There are many variations of squat exercises, but one of the toughest is one leg squat or also called pistol squat. To do such an exercises you need to be strength enough, have a good balance and enough flexibility to lower the floor and get back in the initial position. At first glance, it seem pretty simple to execute, but most of those who tried for the first time fall on bottom. A quite effective exercises that worth to be a part of your workout, due to great advantages it has on your body.
Aside of improving body indicators as flexibility, balance and strength, pistol squat can help to correct a one leg imbalance. Focus on this exercise for more than few weeks and you will see the results. In addition to this, one leg squats help you to build big quats. While doing them you feel great tension on this muscle making it grow like any other exercise can not do.
How to do pistol squats
To do a pistol squat you need to stay in one leg and keep the balance, while the second one comes out in front of you. Choose your strongest leg, as it is different in every person. Push your butt back, tense up and pull your body down. Once you are few inches of the ground get back to the initial position.
The strongest part in this exercise is the negative part of the range, and namey when you lower down. This is the moment when all muscle contracts and if you manage to pass through it than the exercise is almost done. Positive part is when you get back to initial position. Easy to do, but with no effects on your muscles.
Pistol squats are that kind of exercise that require much training to be able to perform. First attempt is usually a total failure, unless you have a very good fitness level. Are you interested in some techniques about learning to perform one leg squats? Pretty sure you are, as once you included in your training program you gain a lot of benefits.
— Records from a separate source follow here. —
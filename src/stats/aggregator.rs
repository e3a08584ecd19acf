// src/stats/aggregator.rs
use crate::types::AggregateStats;
use std::collections::VecDeque;

/// Default number of computation times kept in the rolling window
pub const DEFAULT_WINDOW_SIZE: usize = 100;

/// Rolling-window throughput statistics
///
/// Not synchronized on its own; the coordinator keeps it behind the same
/// lock as the mining state so counters and state never tear.
#[derive(Debug, Clone)]
pub struct StatsAggregator {
    window: VecDeque<f64>,
    capacity: usize,
    total_blocks: u64,
    mining_rate: f64,
}

impl StatsAggregator {
    /// Creates an empty aggregator keeping at most `capacity` samples
    ///
    /// A capacity of zero is treated as one.
    pub fn new(capacity: usize) -> Self {
        let capacity = capacity.max(1);
        StatsAggregator {
            window: VecDeque::with_capacity(capacity),
            capacity,
            total_blocks: 0,
            mining_rate: 0.0,
        }
    }

    /// Records one block's computation time and returns the new totals
    ///
    /// `is_mining` is copied into the returned snapshot unchanged.
    pub fn record(&mut self, computation_time: f64, is_mining: bool) -> AggregateStats {
        if self.window.len() == self.capacity {
            self.window.pop_front();
        }
        self.window.push_back(computation_time);
        self.total_blocks += 1;
        self.mining_rate = rate_of(&self.window);
        self.snapshot(is_mining)
    }

    /// Current totals without mutation
    pub fn snapshot(&self, is_mining: bool) -> AggregateStats {
        AggregateStats {
            total_blocks: self.total_blocks,
            mining_rate: self.mining_rate,
            is_mining,
            degraded: false,
        }
    }

    /// Clears the window and the block counter
    pub fn reset(&mut self) {
        self.window.clear();
        self.total_blocks = 0;
        self.mining_rate = 0.0;
    }

    /// Samples currently in the window
    pub fn window_len(&self) -> usize {
        self.window.len()
    }

    /// Maximum window length
    #[cfg(test)]
    pub(crate) fn capacity(&self) -> usize {
        self.capacity
    }
}

/// Blocks per second over the window, zero when nothing was measured
fn rate_of(window: &VecDeque<f64>) -> f64 {
    let sum: f64 = window.iter().sum();
    if sum > 0.0 {
        window.len() as f64 / sum
    } else {
        0.0
    }
}
// src/api/control.rs
use actix_web::{HttpResponse, Responder};

use super::CoordinatorData;
use crate::network::ComputeService;
use crate::store::SharedStore;
use crate::types::ControlReply;

pub async fn health<C: ComputeService, S: SharedStore>(
    coordinator: CoordinatorData<C, S>,
) -> impl Responder {
    HttpResponse::Ok().json(coordinator.health())
}

pub async fn start<C: ComputeService, S: SharedStore>(
    coordinator: CoordinatorData<C, S>,
) -> impl Responder {
    let status = coordinator.start().await;
    HttpResponse::Ok().json(ControlReply { status })
}

pub async fn stop<C: ComputeService, S: SharedStore>(
    coordinator: CoordinatorData<C, S>,
) -> impl Responder {
    let status = coordinator.stop().await;
    HttpResponse::Ok().json(ControlReply { status })
}
// src/config/mod.rs
//! Configuration management for the coordinator
//!
//! Values are layered: built-in defaults, an optional TOML file,
//! environment variables (a `.env` file is honored), then command-line
//! overrides.

/// Core configuration implementation
pub mod config;

pub use config::{Config, StoreKind};

use crate::utils::error::CoordinatorError;
use std::path::Path;

/// Loads the effective configuration
///
/// # Arguments
/// * `path` - Optional TOML file; without it the defaults are the base
///
/// # Returns
/// * `Ok(Config)` - Validated configuration
/// * `Err(CoordinatorError)` - If the file, an environment value or the
///   resulting configuration is invalid
pub fn load(path: Option<&Path>) -> Result<Config, CoordinatorError> {
    let _ = dotenvy::dotenv();

    let mut config = match path {
        Some(path) => Config::load(path)?,
        None => Config::default(),
    };
    config.apply_env()?;
    Ok(config)
}

/// Generates a commented configuration template
pub fn generate_template() -> String {
    Config::generate_template()
}
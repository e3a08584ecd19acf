// src/api/mod.rs
//! HTTP control surface
//!
//! Thin actix-web layer over [`Coordinator`]; every route maps to one
//! coordinator operation.

mod control;
mod stats;

use crate::miner::Coordinator;
use crate::network::ComputeService;
use crate::store::SharedStore;
use actix_web::web::{self, ServiceConfig};

/// Registers all routes for a coordinator stored as `web::Data`
pub fn init_routes<C: ComputeService, S: SharedStore>(cfg: &mut ServiceConfig) {
    cfg.route("/", web::get().to(control::health::<C, S>))
        .route("/start", web::post().to(control::start::<C, S>))
        .route("/stop", web::post().to(control::stop::<C, S>))
        .route("/stats", web::get().to(stats::get_stats::<C, S>))
        .route("/recent", web::get().to(stats::get_recent::<C, S>))
        .route("/metrics", web::get().to(stats::get_metrics));
}

/// Shorthand for the shared coordinator handle
pub type CoordinatorData<C, S> = web::Data<Coordinator<C, S>>;
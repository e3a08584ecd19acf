// src/types.rs
use chrono::{DateTime, Utc};
use serde::{Deserialize, Serialize};
use std::fmt;

/// Lifecycle state of the mining loop
///
/// Process-wide and never persisted; a restarted process is always idle.
#[derive(Copy, Clone, Debug, Default, PartialEq, Eq, Serialize, Deserialize)]
#[serde(rename_all = "lowercase")]
pub enum MiningState {
    /// No loop iterations are being scheduled
    #[default]
    Idle,
    /// The loop is actively iterating
    Running,
}

impl MiningState {
    /// `true` for [`MiningState::Running`]
    pub fn is_running(self) -> bool {
        self == MiningState::Running
    }
}

impl fmt::Display for MiningState {
    fn fmt(&self, f: &mut fmt::Formatter<'_>) -> fmt::Result {
        match self {
            MiningState::Idle => write!(f, "idle"),
            MiningState::Running => write!(f, "running"),
        }
    }
}

/// One successful fetch-then-hash iteration
#[derive(Clone, Debug, PartialEq, Serialize, Deserialize)]
pub struct MiningResult {
    /// When the result was recorded
    pub timestamp: DateTime<Utc>,
    /// Number obtained from the random source
    pub input_number: u64,
    /// Lowercase hex digest reported by the hash engine
    pub hash_hex: String,
    /// Seconds the hash engine spent computing
    pub computation_time: f64,
}

/// Aggregated throughput statistics
#[derive(Clone, Debug, Default, PartialEq, Serialize, Deserialize)]
pub struct AggregateStats {
    /// Blocks recorded since the last reset
    pub total_blocks: u64,
    /// Blocks per second derived from the rolling window
    pub mining_rate: f64,
    /// Mirrors [`MiningState::Running`]
    pub is_mining: bool,
    /// Set when the shared store could not be read and the values come
    /// from process memory only
    #[serde(default, skip_serializing_if = "std::ops::Not::not")]
    pub degraded: bool,
}

/// Outcome of a start or stop command
#[derive(Copy, Clone, Debug, PartialEq, Eq, Serialize, Deserialize)]
#[serde(rename_all = "snake_case")]
pub enum ControlStatus {
    /// Idle → Running transition happened
    Started,
    /// Start requested while already running
    AlreadyRunning,
    /// Running → Idle transition happened
    Stopped,
    /// Stop requested while idle
    NotRunning,
}

/// Body returned by the start and stop routes
#[derive(Copy, Clone, Debug, PartialEq, Eq, Serialize, Deserialize)]
pub struct ControlReply {
    /// What the command did
    pub status: ControlStatus,
}

/// Liveness probe answer
#[derive(Clone, Debug, PartialEq, Eq, Serialize, Deserialize)]
pub struct HealthReport {
    /// Always "healthy" while the process serves requests
    pub status: String,
    /// Whether the loop is currently running
    pub is_mining: bool,
}

/// Failure counters kept by the mining loop
#[derive(Copy, Clone, Debug, Default, PartialEq, Eq, Serialize, Deserialize)]
pub struct ErrorCounts {
    /// Failed random-number fetches
    pub rng_errors: u64,
    /// Failed hash computations
    pub hash_errors: u64,
    /// Loops aborted by an unrecoverable error
    pub fatal_errors: u64,
}
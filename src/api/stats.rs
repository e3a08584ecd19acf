// src/api/stats.rs
use actix_web::{HttpResponse, Responder};
use serde_json::json;

use super::CoordinatorData;
use crate::network::ComputeService;
use crate::stats::metrics;
use crate::store::SharedStore;

/// Never fails: store outages come back as `degraded: true`
pub async fn get_stats<C: ComputeService, S: SharedStore>(
    coordinator: CoordinatorData<C, S>,
) -> impl Responder {
    HttpResponse::Ok().json(coordinator.stats().await)
}

pub async fn get_recent<C: ComputeService, S: SharedStore>(
    coordinator: CoordinatorData<C, S>,
) -> impl Responder {
    match coordinator.recent_results().await {
        Ok(results) => HttpResponse::Ok().json(results),
        Err(e) => {
            log::warn!("Recent results unavailable: {}", e);
            HttpResponse::ServiceUnavailable().json(json!({ "error": e.to_string() }))
        }
    }
}

pub async fn get_metrics() -> impl Responder {
    match metrics::render() {
        Ok(body) => HttpResponse::Ok()
            .content_type("text/plain; version=0.0.4")
            .body(body),
        Err(e) => HttpResponse::InternalServerError().body(e.to_string()),
    }
}
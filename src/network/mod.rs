// src/network/mod.rs
//! Clients for the collaborator services
//!
//! The mining loop talks to a random-number source and a hash engine over
//! HTTP. Both are reached through the [`ComputeService`] trait so the loop
//! can be driven by a scripted fake in tests.

/// HTTP client for the random source and the hash engine
pub mod compute;

pub use compute::{ComputeService, HashOutcome, HttpComputeClient};
// src/miner/mod.rs
//! Mining lifecycle
//!
//! - [`Coordinator`]: Idle/Running state machine and control operations
//! - [`MiningLoop`]: the background fetch → hash → record → pace loop

/// State machine and control surface
pub mod coordinator;

/// Background mining loop
pub mod worker;

pub use self::coordinator::{Coordinator, LoopSettings};
pub use self::worker::{MiningLoop, StepOutcome};
// src/cli/mod.rs
//! Command-line interface definitions

/// Subcommands and their options
pub mod commands;

pub use commands::{Action, Commands, ConfigOptions, ServeOptions};
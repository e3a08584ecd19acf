// src/utils/mod.rs
//! Shared error types and logging setup

/// Error types for collaborators, the shared store, the loop and startup
pub mod error;

/// Logging initialization
pub mod logging;

pub use error::{ClientError, CoordinatorError, LoopError, StoreError};
pub use logging::init_logging;
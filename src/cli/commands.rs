// src/cli/commands.rs
use clap::{Parser, Subcommand};
use std::path::PathBuf;

/// Mining coordinator for the crypto mining simulator
#[derive(Parser, Debug)]
#[command(name = "cryptosim-miner")]
#[command(version, about, long_about = None)]
pub struct Commands {
    /// The action to perform (serve the control surface or write a config)
    #[command(subcommand)]
    pub action: Action,
}

/// Top-level commands
#[derive(Subcommand, Debug)]
pub enum Action {
    /// Run the coordinator and its HTTP control surface
    Serve(ServeOptions),

    /// Generate configuration file template
    Config(ConfigOptions),
}

/// Options for running the coordinator
#[derive(Parser, Debug, Default)]
pub struct ServeOptions {
    /// Optional TOML configuration file
    #[arg(short, long)]
    pub config: Option<PathBuf>,

    /// Listening port (overrides config and PORT)
    #[arg(short, long)]
    pub port: Option<u16>,

    /// Keep stats in process memory instead of Redis
    #[arg(long)]
    pub memory_store: bool,

    /// Log at debug level unless RUST_LOG says otherwise
    #[arg(short, long)]
    pub verbose: bool,
}

/// Options for generating configuration files
#[derive(Parser, Debug)]
pub struct ConfigOptions {
    /// Output file path
    #[arg(short, long, default_value = "coordinator.toml")]
    pub output: PathBuf,
}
First of all, test you flexibility. The more flexible you are, the easier it will be to do this exercise. If you body flexibility is quite low, then you will to fix and then go with pistol squats. It is simple to get it tested: in a standing position put your food few inches apart and try to squat. If you can do it, than you can easily go to pistol squat. But if you find it difficult and can not even get closer to the floor with your bottom, than it is time to work out you quad, hamstring and calf flexibility before and then think to pistol squat.
Use a squat rack
Step into a squat rack and grab the supports with your hand. Then do the pistol squats. Yes, it will be quite hard to keep the leg right in ahead of you, but this ability will come with times. Feel confident and try to get from the lower part of the exercises to the initial position without the assistance. Repeat the exercises several weeks in then you will go for more complicated movement. A range of 3 sets of 5 repetition would be enough to form required skills.
Use a bench
Going to this level means that you handle assisted pistol squats and you are ready to go for more. Using a bench will let you to do the exercise as it full range of motion as it still difficult, but only half of it. Stay with the back to a bench and take the specific position for pistol squats. Begin to lower your body until buts reach the bench and then go back to the initial position. Begin with higher a bench and then gradually decrease it height.
Even at home you can practice this exercise easily. Having the effect of bench, stairs can also reduce the range of motion, helping you squat at defined limit. For this, stay straight with the back facing the stairs. Place the heel against the bottom step and start doing pistol squats. Once you reach the last step with your butt go back. Do this exercise as many times you want, since it is not useful, but also very fun to do.
Another option is to use a doorframe. Open the door and take the position in the middle of it. Put your hands on the both side of the wall and use them to support you when exercising.
These assisted squats are meant to prepare for full one leg squat. Your strength, flexibility and balance indicators are pretty good know and you can try to do pistol squats. Try to do 3 sets of 5 reps for each leg, but be no surprised if you manage to do it much easier and faster with your right or left leg. All of us have one leg much developed than other one, and pistol squat is perfect to fill this gap.